**Exercise objective:** Read the records and gather each line that includes "while".

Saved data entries
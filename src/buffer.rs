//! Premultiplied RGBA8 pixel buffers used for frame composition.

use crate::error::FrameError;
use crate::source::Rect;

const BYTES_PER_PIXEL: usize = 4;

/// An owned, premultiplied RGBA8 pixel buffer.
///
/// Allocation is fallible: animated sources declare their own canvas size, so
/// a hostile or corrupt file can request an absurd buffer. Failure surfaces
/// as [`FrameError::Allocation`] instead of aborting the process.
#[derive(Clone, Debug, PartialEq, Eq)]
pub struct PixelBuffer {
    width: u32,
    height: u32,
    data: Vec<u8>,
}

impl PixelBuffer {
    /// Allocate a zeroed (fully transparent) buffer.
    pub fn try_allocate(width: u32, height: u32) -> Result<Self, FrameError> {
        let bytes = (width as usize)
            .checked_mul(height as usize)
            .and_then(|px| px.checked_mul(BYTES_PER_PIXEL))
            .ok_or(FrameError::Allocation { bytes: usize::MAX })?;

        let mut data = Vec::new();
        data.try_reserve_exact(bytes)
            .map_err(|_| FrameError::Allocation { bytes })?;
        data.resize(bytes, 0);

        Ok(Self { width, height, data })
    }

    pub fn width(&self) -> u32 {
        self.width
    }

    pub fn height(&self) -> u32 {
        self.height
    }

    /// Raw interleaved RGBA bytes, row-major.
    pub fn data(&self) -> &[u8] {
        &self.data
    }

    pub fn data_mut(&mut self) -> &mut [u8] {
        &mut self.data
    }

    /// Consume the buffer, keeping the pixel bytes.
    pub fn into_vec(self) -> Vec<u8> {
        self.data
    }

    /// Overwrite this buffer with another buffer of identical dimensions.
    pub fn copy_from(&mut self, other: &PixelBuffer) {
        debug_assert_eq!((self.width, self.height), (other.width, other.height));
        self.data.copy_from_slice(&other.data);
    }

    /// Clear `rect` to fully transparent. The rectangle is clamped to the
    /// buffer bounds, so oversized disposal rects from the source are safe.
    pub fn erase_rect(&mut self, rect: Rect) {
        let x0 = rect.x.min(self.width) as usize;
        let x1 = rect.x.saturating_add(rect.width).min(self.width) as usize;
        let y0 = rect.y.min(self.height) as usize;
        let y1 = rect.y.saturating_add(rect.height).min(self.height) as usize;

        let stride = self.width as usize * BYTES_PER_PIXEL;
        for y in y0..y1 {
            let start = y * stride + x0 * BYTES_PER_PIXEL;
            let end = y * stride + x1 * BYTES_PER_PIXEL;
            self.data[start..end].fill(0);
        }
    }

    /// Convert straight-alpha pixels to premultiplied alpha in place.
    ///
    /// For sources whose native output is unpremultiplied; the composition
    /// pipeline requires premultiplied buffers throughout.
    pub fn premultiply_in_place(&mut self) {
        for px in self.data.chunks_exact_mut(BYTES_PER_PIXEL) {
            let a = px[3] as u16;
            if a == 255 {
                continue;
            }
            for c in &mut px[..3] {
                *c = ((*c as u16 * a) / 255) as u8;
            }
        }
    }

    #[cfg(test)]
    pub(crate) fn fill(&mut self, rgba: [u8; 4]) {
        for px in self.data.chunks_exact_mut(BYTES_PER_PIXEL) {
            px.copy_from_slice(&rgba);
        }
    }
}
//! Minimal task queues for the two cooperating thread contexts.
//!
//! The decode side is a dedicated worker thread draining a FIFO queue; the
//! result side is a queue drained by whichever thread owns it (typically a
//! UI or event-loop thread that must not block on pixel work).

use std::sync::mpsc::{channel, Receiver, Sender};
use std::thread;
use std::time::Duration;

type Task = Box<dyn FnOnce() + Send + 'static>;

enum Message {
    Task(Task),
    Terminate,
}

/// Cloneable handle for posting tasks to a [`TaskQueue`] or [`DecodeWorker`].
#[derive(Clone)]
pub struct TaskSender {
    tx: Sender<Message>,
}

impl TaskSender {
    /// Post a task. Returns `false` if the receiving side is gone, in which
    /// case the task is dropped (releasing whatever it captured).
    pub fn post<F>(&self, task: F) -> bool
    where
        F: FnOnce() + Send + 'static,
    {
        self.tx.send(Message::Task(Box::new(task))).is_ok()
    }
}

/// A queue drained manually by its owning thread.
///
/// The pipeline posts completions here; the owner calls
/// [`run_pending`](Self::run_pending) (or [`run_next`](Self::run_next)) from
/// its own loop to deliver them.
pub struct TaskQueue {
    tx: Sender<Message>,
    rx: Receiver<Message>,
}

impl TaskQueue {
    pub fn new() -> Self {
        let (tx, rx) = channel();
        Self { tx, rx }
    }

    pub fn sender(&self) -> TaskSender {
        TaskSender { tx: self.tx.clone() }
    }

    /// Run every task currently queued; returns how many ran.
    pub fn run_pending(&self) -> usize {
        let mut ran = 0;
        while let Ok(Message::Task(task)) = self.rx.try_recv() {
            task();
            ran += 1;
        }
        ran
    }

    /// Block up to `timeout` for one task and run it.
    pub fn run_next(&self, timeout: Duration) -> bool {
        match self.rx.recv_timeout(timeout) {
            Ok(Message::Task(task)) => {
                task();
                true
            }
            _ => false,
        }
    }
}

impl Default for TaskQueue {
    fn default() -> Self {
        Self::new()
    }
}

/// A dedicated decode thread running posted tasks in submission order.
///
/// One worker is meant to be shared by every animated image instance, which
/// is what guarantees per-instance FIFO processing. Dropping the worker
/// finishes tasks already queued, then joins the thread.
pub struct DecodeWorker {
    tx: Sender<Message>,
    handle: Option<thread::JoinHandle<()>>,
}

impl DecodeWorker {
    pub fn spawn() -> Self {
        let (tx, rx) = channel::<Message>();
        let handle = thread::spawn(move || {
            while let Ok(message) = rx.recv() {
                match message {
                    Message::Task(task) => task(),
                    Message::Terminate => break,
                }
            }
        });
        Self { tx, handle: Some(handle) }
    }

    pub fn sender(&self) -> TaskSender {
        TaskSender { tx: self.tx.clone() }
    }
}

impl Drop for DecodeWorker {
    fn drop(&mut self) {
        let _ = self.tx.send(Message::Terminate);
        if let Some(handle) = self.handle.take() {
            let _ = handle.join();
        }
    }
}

**Reply:**
        while let Ok(Message::Task(task)) = self.rx.try_recv() {
            while let Ok(message) = rx.recv() {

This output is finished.